Isla sat beside Ember’s bed, her voice low, her movements slow. The girl’s eyes were open now—clear, golden, watching everything.
“You’re feeling better,” Isla said softly, adjusting the blanket with practised care.
Ember nodded.
Kael stood near the door, arms folded, gaze locked on his sister. He did not speak, but Isla felt the weight of his presence. Protective. Tense. Like he was waiting for something to go wrong.
She glanced at him, then back to Ember. “Do you remember anything? From before you woke?”
Ember hesitated. Her fingers curled slightly against the sheets. “Dreams,” she said.
The overhead light flickered.
Isla stilled.
“What kind of dreams?” she asked gently.
Ember’s voice was quiet, but steady. “I saw you.

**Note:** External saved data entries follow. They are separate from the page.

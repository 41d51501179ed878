//! Activity log service
//!
//! Append-only: the write path is `record`, invoked inside the mutating
//! caller's transaction; no update or delete is exposed. Reads are always
//! ordered newest-first.

use chrono::{DateTime, Utc};
use sqlx::{types::Json, PgConnection, PgPool};
use uuid::Uuid;

use crate::error::{AppError, AppResult};
use crate::models::{truncate_details, ActivityLogEntry, BatchAction, FieldChange};
use shared::{PaginatedResponse, Pagination, PaginationMeta};

/// Activity log service for the batch audit trail
#[derive(Clone)]
pub struct ActivityService {
    db: PgPool,
}

/// Row for activity queries
#[derive(sqlx::FromRow)]
struct ActivityRow {
    id: Uuid,
    batch_id: Uuid,
    batch_number: String,
    action: String,
    details: String,
    owner: Uuid,
    changes: Json<Vec<FieldChange>>,
    timestamp: DateTime<Utc>,
}

impl ActivityRow {
    fn into_entry(self) -> AppResult<ActivityLogEntry> {
        let action = BatchAction::from_str(&self.action)
            .ok_or_else(|| AppError::Internal(format!("Unknown log action {}", self.action)))?;
        Ok(ActivityLogEntry {
            id: self.id,
            batch_id: self.batch_id,
            batch_number: self.batch_number,
            action,
            details: self.details,
            owner: self.owner,
            changes: self.changes.0,
            timestamp: self.timestamp,
        })
    }
}

/// Append one entry as part of the caller's transaction, so the entry and
/// the mutation it describes commit together. This is the only write path
/// into the log.
pub(crate) async fn record(
    conn: &mut PgConnection,
    batch_id: Uuid,
    batch_number: &str,
    action: BatchAction,
    details: &str,
    owner: Uuid,
    changes: &[FieldChange],
) -> AppResult<ActivityLogEntry> {
    let row = sqlx::query_as::<_, ActivityRow>(
        r#"
        INSERT INTO activity_log (batch_id, batch_number, action, details, owner, changes)
        VALUES ($1, $2, $3, $4, $5, $6)
        RETURNING id, batch_id, batch_number, action, details, owner, changes, timestamp
        "#,
    )
    .bind(batch_id)
    .bind(batch_number)
    .bind(action.as_str())
    .bind(truncate_details(details))
    .bind(owner)
    .bind(Json(changes))
    .fetch_one(conn)
    .await?;

    row.into_entry()
}

impl ActivityService {
    /// Create a new ActivityService instance
    pub fn new(db: PgPool) -> Self {
        Self { db }
    }

    /// Entries for one batch id, newest first.
    pub async fn query_by_batch_id(&self, batch_id: Uuid) -> AppResult<Vec<ActivityLogEntry>> {
        let rows = sqlx::query_as::<_, ActivityRow>(
            r#"
            SELECT id, batch_id, batch_number, action, details, owner, changes, timestamp
            FROM activity_log
            WHERE batch_id = $1
            ORDER BY timestamp DESC
            "#,
        )
        .bind(batch_id)
        .fetch_all(&self.db)
        .await?;

        rows.into_iter().map(ActivityRow::into_entry).collect()
    }

    /// Entries for one batch number, newest first.
    pub async fn query_by_batch_number(
        &self,
        batch_number: &str,
    ) -> AppResult<Vec<ActivityLogEntry>> {
        let rows = sqlx::query_as::<_, ActivityRow>(
            r#"
            SELECT id, batch_id, batch_number, action, details, owner, changes, timestamp
            FROM activity_log
            WHERE batch_number = $1
            ORDER BY timestamp DESC
            "#,
        )
        .bind(batch_number)
        .fetch_all(&self.db)
        .await?;

        rows.into_iter().map(ActivityRow::into_entry).collect()
    }

    /// All entries, newest first, paginated.
    pub async fn query_all(
        &self,
        pagination: Pagination,
    ) -> AppResult<PaginatedResponse<ActivityLogEntry>> {
        let total: i64 = sqlx::query_scalar("SELECT COUNT(*) FROM activity_log")
            .fetch_one(&self.db)
            .await?;

        let rows = sqlx::query_as::<_, ActivityRow>(
            r#"
            SELECT id, batch_id, batch_number, action, details, owner, changes, timestamp
            FROM activity_log
            ORDER BY timestamp DESC
            LIMIT $1 OFFSET $2
            "#,
        )
        .bind(pagination.limit())
        .bind(pagination.offset())
        .fetch_all(&self.db)
        .await?;

        let data = rows
            .into_iter()
            .map(ActivityRow::into_entry)
            .collect::<AppResult<Vec<_>>>()?;

        Ok(PaginatedResponse {
            data,
            pagination: PaginationMeta::new(&pagination, total as u64),
        })
    }
}
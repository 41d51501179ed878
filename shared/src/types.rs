//! Common types used across the platform

use serde::{Deserialize, Serialize};

/// Reference to a document stored by the external file-storage layer.
///
/// The URL is opaque to this system and is stored verbatim on a batch.
#[derive(Debug, Clone, PartialEq, Eq, Serialize, Deserialize)]
pub struct AttachmentRef {
    pub url: String,
    pub original_filename: Option<String>,
}

/// Pagination parameters
#[derive(Debug, Clone, Serialize, Deserialize)]
pub struct Pagination {
    pub page: u32,
    pub per_page: u32,
}

impl Default for Pagination {
    fn default() -> Self {
        Self {
            page: 1,
            per_page: 20,
        }
    }
}

impl Pagination {
    /// Row offset for the requested page (page numbering starts at 1).
    pub fn offset(&self) -> i64 {
        let page = self.page.max(1);
        i64::from(page - 1) * i64::from(self.per_page)
    }

    pub fn limit(&self) -> i64 {
        i64::from(self.per_page)
    }
}

/// Paginated response
#[derive(Debug, Clone, Serialize, Deserialize)]
pub struct PaginatedResponse<T> {
    pub data: Vec<T>,
    pub pagination: PaginationMeta,
}

/// Pagination metadata
#[derive(Debug, Clone, Serialize, Deserialize)]
pub struct PaginationMeta {
    pub page: u32,
    pub per_page: u32,
    pub total_items: u64,
    pub total_pages: u32,
}

impl PaginationMeta {
    pub fn new(pagination: &Pagination, total_items: u64) -> Self {
        let per_page = pagination.per_page.max(1);
        let total_pages = total_items.div_ceil(u64::from(per_page)) as u32;
        Self {
            page: pagination.page.max(1),
            per_page,
            total_items,
            total_pages,
        }
    }
}

/// Date range for queries
#[derive(Debug, Clone, Serialize, Deserialize)]
pub struct DateRange {
    pub start: chrono::NaiveDate,
    pub end: chrono::NaiveDate,
}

Not clearly. Just… pieces. Your voice. Your hands. You were near.”
Isla’s breath caught. “You’ve seen me before?”
Ember nodded. “I think so. Before I woke up.”
Kael shifted. Isla looked up—his jaw was tight, his eyes dark with warning. Not anger. Not malice. Fear.
She held his gaze for a moment, then turned back to Ember. “I’ve been looking after you for the last three days,” she said. “You were very sick.”
Ember blinked slowly. “I wasn’t scared.”
Another flicker. This time, the monitor pulsed faintly, then steadied.
Isla leaned in, her voice barely above a whisper. “Do you remember anything else?”
Kael stepped forward, his voice low but firm. “That’s enough.”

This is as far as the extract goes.